■ Aim of the task
Answer with the exact lines of the following material from the one containing "pub fn register(breaks: &[Break])" through the one containing "if earlier.start_time == later.start_time", both end lines included.

■ Information given
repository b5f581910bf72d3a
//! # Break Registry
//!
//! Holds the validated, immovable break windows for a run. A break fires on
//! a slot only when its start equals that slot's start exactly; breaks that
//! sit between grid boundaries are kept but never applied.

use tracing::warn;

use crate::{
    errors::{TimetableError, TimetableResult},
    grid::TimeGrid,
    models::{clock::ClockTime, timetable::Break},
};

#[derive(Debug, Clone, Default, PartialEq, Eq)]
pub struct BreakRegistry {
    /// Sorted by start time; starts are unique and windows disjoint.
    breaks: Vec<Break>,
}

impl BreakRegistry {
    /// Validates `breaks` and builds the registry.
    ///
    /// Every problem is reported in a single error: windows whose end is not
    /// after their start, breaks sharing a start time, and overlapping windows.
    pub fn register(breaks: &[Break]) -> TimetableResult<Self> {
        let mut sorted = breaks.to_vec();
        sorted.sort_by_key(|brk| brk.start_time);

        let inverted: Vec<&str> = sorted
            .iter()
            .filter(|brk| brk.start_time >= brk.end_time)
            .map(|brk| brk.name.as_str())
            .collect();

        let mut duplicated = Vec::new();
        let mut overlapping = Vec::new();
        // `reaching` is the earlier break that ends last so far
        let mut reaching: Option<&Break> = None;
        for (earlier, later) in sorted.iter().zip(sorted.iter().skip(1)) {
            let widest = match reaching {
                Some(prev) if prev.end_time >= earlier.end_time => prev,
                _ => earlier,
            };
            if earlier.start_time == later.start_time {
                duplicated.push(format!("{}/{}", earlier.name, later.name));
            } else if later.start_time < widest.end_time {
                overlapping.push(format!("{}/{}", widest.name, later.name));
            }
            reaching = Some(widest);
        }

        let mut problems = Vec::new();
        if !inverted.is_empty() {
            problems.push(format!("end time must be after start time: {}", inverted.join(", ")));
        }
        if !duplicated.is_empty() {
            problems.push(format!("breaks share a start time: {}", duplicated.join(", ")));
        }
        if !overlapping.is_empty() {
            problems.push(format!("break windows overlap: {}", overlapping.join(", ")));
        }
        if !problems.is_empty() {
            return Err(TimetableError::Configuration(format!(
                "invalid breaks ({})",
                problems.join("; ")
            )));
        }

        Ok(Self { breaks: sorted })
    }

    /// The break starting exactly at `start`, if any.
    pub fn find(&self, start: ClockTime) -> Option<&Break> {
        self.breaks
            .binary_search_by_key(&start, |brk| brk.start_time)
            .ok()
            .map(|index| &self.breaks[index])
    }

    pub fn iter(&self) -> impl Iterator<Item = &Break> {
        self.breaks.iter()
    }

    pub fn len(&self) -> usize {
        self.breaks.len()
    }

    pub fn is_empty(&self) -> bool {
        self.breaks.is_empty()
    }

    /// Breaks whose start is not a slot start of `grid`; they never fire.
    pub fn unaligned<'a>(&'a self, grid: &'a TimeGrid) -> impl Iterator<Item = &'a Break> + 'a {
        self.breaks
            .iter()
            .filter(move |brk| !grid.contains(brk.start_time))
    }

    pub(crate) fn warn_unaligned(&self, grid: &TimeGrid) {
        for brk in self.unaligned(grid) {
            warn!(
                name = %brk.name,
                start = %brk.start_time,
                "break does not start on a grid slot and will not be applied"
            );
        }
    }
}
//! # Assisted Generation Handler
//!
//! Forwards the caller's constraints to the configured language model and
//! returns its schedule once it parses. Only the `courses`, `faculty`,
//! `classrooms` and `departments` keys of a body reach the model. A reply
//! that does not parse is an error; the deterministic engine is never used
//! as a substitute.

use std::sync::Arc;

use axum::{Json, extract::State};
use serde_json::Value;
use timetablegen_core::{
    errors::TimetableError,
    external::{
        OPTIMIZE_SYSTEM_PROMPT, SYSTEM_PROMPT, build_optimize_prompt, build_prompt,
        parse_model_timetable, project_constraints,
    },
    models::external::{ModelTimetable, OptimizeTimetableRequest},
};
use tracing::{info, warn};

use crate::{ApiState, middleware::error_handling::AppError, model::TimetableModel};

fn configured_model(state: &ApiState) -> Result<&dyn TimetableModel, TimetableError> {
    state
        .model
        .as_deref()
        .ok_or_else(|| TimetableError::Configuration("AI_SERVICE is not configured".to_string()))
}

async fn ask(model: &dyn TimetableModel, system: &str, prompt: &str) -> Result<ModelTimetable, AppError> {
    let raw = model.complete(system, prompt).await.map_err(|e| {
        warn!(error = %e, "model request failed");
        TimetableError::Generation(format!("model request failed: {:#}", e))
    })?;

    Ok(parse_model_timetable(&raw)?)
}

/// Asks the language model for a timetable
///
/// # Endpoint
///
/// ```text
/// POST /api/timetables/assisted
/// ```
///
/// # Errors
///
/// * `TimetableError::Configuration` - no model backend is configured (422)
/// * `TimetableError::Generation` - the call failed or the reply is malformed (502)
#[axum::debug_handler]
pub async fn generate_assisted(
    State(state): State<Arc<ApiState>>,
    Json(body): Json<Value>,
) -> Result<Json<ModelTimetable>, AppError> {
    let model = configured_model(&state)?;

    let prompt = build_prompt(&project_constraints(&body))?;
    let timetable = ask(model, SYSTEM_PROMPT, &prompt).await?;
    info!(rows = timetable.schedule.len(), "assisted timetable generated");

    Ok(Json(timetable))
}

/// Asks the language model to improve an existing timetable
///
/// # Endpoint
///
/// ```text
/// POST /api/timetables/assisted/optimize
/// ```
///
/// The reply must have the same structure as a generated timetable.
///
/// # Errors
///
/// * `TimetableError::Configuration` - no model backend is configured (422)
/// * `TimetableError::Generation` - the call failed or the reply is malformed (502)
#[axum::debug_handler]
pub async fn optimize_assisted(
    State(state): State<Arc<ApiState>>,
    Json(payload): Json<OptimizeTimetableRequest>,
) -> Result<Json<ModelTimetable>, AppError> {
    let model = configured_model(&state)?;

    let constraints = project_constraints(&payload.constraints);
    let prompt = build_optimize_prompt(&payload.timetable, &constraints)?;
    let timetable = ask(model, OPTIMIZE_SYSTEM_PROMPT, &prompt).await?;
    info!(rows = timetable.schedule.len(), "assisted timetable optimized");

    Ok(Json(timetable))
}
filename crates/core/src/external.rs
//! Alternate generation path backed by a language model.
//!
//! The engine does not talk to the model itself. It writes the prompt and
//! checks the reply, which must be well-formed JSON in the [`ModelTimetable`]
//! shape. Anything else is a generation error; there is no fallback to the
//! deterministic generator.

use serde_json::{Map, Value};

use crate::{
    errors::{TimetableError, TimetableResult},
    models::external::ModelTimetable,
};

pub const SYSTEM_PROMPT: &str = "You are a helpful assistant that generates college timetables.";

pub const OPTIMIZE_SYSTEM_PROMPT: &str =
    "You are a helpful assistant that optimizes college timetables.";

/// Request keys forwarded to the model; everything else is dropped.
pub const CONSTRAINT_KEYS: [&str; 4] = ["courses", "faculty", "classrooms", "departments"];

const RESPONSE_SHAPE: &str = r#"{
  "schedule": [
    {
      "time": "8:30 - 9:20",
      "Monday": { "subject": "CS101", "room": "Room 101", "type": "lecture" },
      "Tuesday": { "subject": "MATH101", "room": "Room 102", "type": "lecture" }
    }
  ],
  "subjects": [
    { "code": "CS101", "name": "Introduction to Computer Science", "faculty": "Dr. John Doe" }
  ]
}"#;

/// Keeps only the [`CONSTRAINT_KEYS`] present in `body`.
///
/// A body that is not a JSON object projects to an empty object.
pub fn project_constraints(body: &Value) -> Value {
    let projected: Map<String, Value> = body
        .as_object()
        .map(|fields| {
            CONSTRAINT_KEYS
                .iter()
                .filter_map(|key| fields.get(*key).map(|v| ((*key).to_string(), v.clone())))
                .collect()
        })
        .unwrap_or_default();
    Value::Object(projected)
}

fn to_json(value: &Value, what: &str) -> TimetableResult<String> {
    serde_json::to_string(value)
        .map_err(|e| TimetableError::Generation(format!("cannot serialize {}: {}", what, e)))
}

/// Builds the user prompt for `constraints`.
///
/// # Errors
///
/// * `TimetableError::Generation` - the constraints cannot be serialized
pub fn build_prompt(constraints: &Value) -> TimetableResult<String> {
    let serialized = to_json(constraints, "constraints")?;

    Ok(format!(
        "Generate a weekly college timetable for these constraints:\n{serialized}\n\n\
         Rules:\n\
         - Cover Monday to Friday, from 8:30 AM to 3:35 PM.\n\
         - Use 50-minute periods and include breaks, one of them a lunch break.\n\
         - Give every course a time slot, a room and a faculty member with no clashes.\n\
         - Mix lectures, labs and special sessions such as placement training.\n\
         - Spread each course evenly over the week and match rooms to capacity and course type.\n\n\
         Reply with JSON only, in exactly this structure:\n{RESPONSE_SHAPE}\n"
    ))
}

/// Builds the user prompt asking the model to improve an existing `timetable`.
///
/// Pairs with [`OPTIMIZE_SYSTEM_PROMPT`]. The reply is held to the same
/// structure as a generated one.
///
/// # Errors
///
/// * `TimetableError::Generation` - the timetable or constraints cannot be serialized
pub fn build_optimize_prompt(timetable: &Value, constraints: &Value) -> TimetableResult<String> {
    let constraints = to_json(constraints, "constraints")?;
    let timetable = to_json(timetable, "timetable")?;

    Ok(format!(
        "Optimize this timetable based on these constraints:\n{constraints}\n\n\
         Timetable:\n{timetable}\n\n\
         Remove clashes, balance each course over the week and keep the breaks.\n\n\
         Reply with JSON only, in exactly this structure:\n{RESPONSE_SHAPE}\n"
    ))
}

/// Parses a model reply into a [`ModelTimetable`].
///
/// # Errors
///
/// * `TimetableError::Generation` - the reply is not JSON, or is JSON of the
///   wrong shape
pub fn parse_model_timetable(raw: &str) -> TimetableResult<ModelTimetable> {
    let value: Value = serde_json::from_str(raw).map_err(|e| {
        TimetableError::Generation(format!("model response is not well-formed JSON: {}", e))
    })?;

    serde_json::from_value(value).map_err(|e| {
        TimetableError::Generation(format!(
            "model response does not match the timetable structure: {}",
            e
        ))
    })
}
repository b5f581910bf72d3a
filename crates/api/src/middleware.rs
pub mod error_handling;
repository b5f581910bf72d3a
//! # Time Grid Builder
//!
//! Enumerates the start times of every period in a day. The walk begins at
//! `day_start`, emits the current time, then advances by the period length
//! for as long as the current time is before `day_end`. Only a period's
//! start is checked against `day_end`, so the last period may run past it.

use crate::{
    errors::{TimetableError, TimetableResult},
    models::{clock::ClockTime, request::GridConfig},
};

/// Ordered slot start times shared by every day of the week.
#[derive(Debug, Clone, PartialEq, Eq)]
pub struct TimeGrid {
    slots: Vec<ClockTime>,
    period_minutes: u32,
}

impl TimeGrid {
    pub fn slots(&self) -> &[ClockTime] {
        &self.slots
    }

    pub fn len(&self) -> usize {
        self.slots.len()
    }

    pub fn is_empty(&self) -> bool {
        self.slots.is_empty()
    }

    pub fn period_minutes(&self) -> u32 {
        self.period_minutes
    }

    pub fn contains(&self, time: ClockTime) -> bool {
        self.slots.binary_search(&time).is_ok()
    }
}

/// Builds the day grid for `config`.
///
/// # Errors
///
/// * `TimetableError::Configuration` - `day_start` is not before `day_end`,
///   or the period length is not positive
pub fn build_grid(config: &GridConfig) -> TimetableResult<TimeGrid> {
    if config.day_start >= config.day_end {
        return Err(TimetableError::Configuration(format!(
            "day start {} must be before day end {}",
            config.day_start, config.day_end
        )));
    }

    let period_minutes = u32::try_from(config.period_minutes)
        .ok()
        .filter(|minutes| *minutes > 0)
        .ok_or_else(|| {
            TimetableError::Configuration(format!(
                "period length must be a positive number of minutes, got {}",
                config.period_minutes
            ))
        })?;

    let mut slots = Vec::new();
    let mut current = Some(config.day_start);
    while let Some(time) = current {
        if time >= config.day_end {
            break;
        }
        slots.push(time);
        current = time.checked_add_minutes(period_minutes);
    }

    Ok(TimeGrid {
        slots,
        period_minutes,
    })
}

■ Task output
    pub fn register(breaks: &[Break]) -> TimetableResult<Self> {
        let mut sorted = breaks.to_vec();
        sorted.sort_by_key(|brk| brk.start_time);

        let inverted: Vec<&str> = sorted
            .iter()
            .filter(|brk| brk.start_time >= brk.end_time)
            .map(|brk| brk.name.as_str())
            .collect();

        let mut duplicated = Vec::new();
        let mut overlapping = Vec::new();
        // `reaching` is the earlier break that ends last so far
        let mut reaching: Option<&Break> = None;
        for (earlier, later) in sorted.iter().zip(sorted.iter().skip(1)) {
            let widest = match reaching {
                Some(prev) if prev.end_time >= earlier.end_time => prev,
                _ => earlier,
            };
            if earlier.start_time == later.start_time {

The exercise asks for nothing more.